All the News That Doesn't Fit nytr at blythe-systems.com
Mon Sep 10 03:02:13 EDT 2007


Think Progress - Sep 8, 2007
http://thinkprogress.org/2007/09/08/crs-al-qaeda/


CRS: Bush Administration Has Intensified False Reporting 
on Al Qaeda Since ‘Surge’ Began

Attempting to drum up public support for the war in Iraq in July,
President Bush referred to al Qaeda 95 times in a single speech,
claiming the war in Iraq has become the central front in the fight
against al Qaeda (AQI):

    There’s also a debate about al Qaeda’s role in Iraq. Some say that
Iraq is not part of the broader war on terror. They complain when I say
that the al Qaeda terrorists we face in Iraq are part of the same enemy
that attacked us on September the 11th. … I say that there will be a
big defeat in Iraq and it will be the defeat of al Qaeda.

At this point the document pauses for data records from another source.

//! Trait definitions for text providers and publishing platforms.

use crate::CredentialStatus;
use async_trait::async_trait;
use herald_core::{GeneratedContent, Platform, PlatformResult};
use herald_error::{GenerationResult, PublishResult};

/// Core trait that all text generation backends must implement.
#[async_trait]
pub trait TextCompletion: Send + Sync {
    /// Complete a prompt, returning the raw model text.
    ///
    /// # Errors
    ///
    /// Returns a `GenerationError` for transport failures, non-success
    /// provider responses or empty completions.
    async fn complete(&self, prompt: &str) -> GenerationResult<String>;

    /// Provider name (e.g., "anthropic", "openai").
    fn provider_name(&self) -> &'static str;

    /// Model identifier (e.g., "claude-sonnet-4-20250514").
    fn model_name(&self) -> &str;
}

/// A publishing platform.
///
/// Implementations own their formatting, validation and dry-run behaviour.
#[async_trait]
pub trait Publisher: Send + Sync {
    /// The platform this publisher posts to.
    fn platform(&self) -> Platform;

    /// True when the platform is switched on and its credentials are present.
    fn is_enabled(&self) -> bool;

    /// Publish generated content.
    ///
    /// # Arguments
    ///
    /// * `content` - Copy produced for this platform
    ///
    /// # Errors
    ///
    /// Returns a `PublishError` when validation fails or the platform rejects
    /// the request. The dispatcher converts it into a failed result.
    ///
    /// # Returns
    ///
    /// A successful `PlatformResult` with the platform-specific fields set.
    async fn publish(&self, content: &GeneratedContent) -> PublishResult<PlatformResult>;

    /// Check the configured credentials against the platform.
    ///
    /// # Errors
    ///
    /// Returns a `PublishError` if the client is missing or the platform
    /// rejects the credentials.
    async fn verify_credentials(&self) -> PublishResult<CredentialStatus>;
}
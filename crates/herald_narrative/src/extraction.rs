//! Utilities for extracting structured content from LLM responses.
//!
//! Models often wrap JSON in markdown code blocks or answer in prose. Parsing
//! never fails: anything that is not usable JSON becomes
//! [`GeneratedContent::Text`].

use herald_core::GeneratedContent;
use regex::Regex;
use std::sync::LazyLock;

static JSON_FENCE: LazyLock<Option<Regex>> =
    LazyLock::new(|| Regex::new(r"```json\n?([\s\S]*?)\n?```").ok());
static ANY_FENCE: LazyLock<Option<Regex>> =
    LazyLock::new(|| Regex::new(r"```[\w-]*\n?([\s\S]*?)\n?```").ok());

/// Extract the body of the first fenced code block.
///
/// A block labelled `json` wins over an earlier unlabelled one.
///
/// # Examples
///
/// ```
/// use herald_narrative::extract_from_code_block;
///
/// let response = "Sure!\n```json\n{\"text\": \"hi\"}\n```\nEnjoy.";
/// assert_eq!(extract_from_code_block(response).as_deref(), Some("{\"text\": \"hi\"}"));
/// assert_eq!(extract_from_code_block("no fences here"), None);
/// ```
pub fn extract_from_code_block(response: &str) -> Option<String> {
    [&*JSON_FENCE, &*ANY_FENCE]
        .into_iter()
        .flatten()
        .find_map(|re| re.captures(response))
        .and_then(|caps| caps.get(1))
        .map(|m| m.as_str().trim().to_string())
}

/// Parse a model response into generated content.
///
/// Takes the first fenced block if present, otherwise the whole text, and
/// parses it as JSON. A fenced block that does not parse falls back to the
/// whole text, which covers bare JSON carrying a code sample in a field. Invalid JSON, or JSON matching no content shape, yields
/// `Text` carrying the full raw response.
///
/// # Examples
///
/// ```
/// use herald_core::GeneratedContent;
/// use herald_narrative::parse_generated;
///
/// let prose = "Backups are boring until you need one.";
/// assert_eq!(parse_generated(prose), GeneratedContent::text(prose));
///
/// let post = parse_generated("```\n{\"title\": \"T\", \"body\": \"B\"}\n```");
/// assert!(matches!(post, GeneratedContent::Post { .. }));
/// ```
pub fn parse_generated(response: &str) -> GeneratedContent {
    let whole = response.trim();
    let parsed = match extract_from_code_block(response) {
        // A fence inside a JSON string field is not a wrapper
        Some(fenced) => serde_json::from_str::<GeneratedContent>(&fenced)
            .or_else(|_| serde_json::from_str::<GeneratedContent>(whole)),
        None => serde_json::from_str::<GeneratedContent>(whole),
    };

    match parsed {
        Ok(content) => {
            tracing::debug!(kind = content.kind(), "Parsed structured response");
            content
        }
        Err(e) => {
            tracing::warn!(
                error = %e,
                response_length = response.len(),
                "Response is not structured content, using raw text"
            );
            GeneratedContent::text(response)
        }
    }
}

#[cfg(test)]
mod tests {
    use super::*;

    #[test]
    fn test_json_fence_preferred() {
        let response = "```text\nignore me\n```\n```json\n{\"text\": \"real\"}\n```";
        assert_eq!(
            extract_from_code_block(response).as_deref(),
            Some("{\"text\": \"real\"}")
        );
    }

    #[test]
    fn test_unlabelled_fence() {
        let response = "```\n{\"tweets\": [{\"text\": \"a\"}]}\n```";
        let content = parse_generated(response);
        assert_eq!(content.tweet_texts(), Some(vec!["a".to_string()]));
    }

    #[test]
    fn test_unknown_shape_falls_back() {
        let response = "{\"headline\": \"nope\"}";
        assert_eq!(parse_generated(response), GeneratedContent::text(response));
    }

    #[test]
    fn test_bare_json_with_fenced_code_in_field() {
        let response = "{\"title\": \"Rust\", \"content\": \"<p>Try this:</p>\\n```rust\\nfn main() {}\\n```\", \"labels\": []}";
        match parse_generated(response) {
            GeneratedContent::Article { title, content, .. } => {
                assert_eq!(title, "Rust");
                assert!(content.contains("fn main() {}"));
            }
            other => panic!("expected article, got {:?}", other),
        }
    }

    #[test]
    fn test_bare_json_without_fence() {
        let content = parse_generated("  {\"title\": \"A\", \"content\": \"<p>x</p>\", \"labels\": [\"rust\"]}  ");
        match content {
            GeneratedContent::Article { labels, .. } => assert_eq!(labels, vec!["rust"]),
            other => panic!("expected article, got {:?}", other),
        }
    }
}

Echoing Bush, Gen. David Petraeus also argued that al Qaeda is “public
enemy number one” in Iraq. Brig. Gen. Kevin Bergner said AQI was the
“principle threat” to the Iraqi people.

But in a new report, the Congressional Research Service notes that
attacks from al Qaeda are only a small percentage of the violence in
Iraq, criticizing the Bush administration’s statistics and noting that
this false reporting on AQI has increased since Bush’s “surge” began:

    Increasingly in 2007, U.S. commanders have seemed to equate AQ-I
with the insurgency, even though most of the daily attacks are carried
out by Iraqi Sunni insurgents.

Similarly, ret. Gen. James Jones, author of a major report on Iraqi
security forces, acknowledged to Sen. Evan Bayh (D-IN) this week that
98 percent of violence in Iraq is “Iraqis fighting amongst Iraqis”:

    BAYH: [T]wo percent or fewer of the adversaries that we’re facing
in Iraq and that the Iraqis are facing in Iraq are foreign jihadis or
AQI affiliates, [and] 98 percent or more are Iraqis fighting amongst
Iraqis for the future of Iraq. Is that consistent with your
understanding?

    JONES: I think we would agree with that. Yes.

Washington Monthly reports that the percentage of violence in Iraq that
is sourced to al Qaeda do not correspond to the Bush administration’s
overestimates.

Today, the threat from al Qaeda to the U.S. comes from the terrorist
network’s resurgent presence in Afghanistan and western Pakistan.
Redeployment — not fearmongering — will tackle that threat.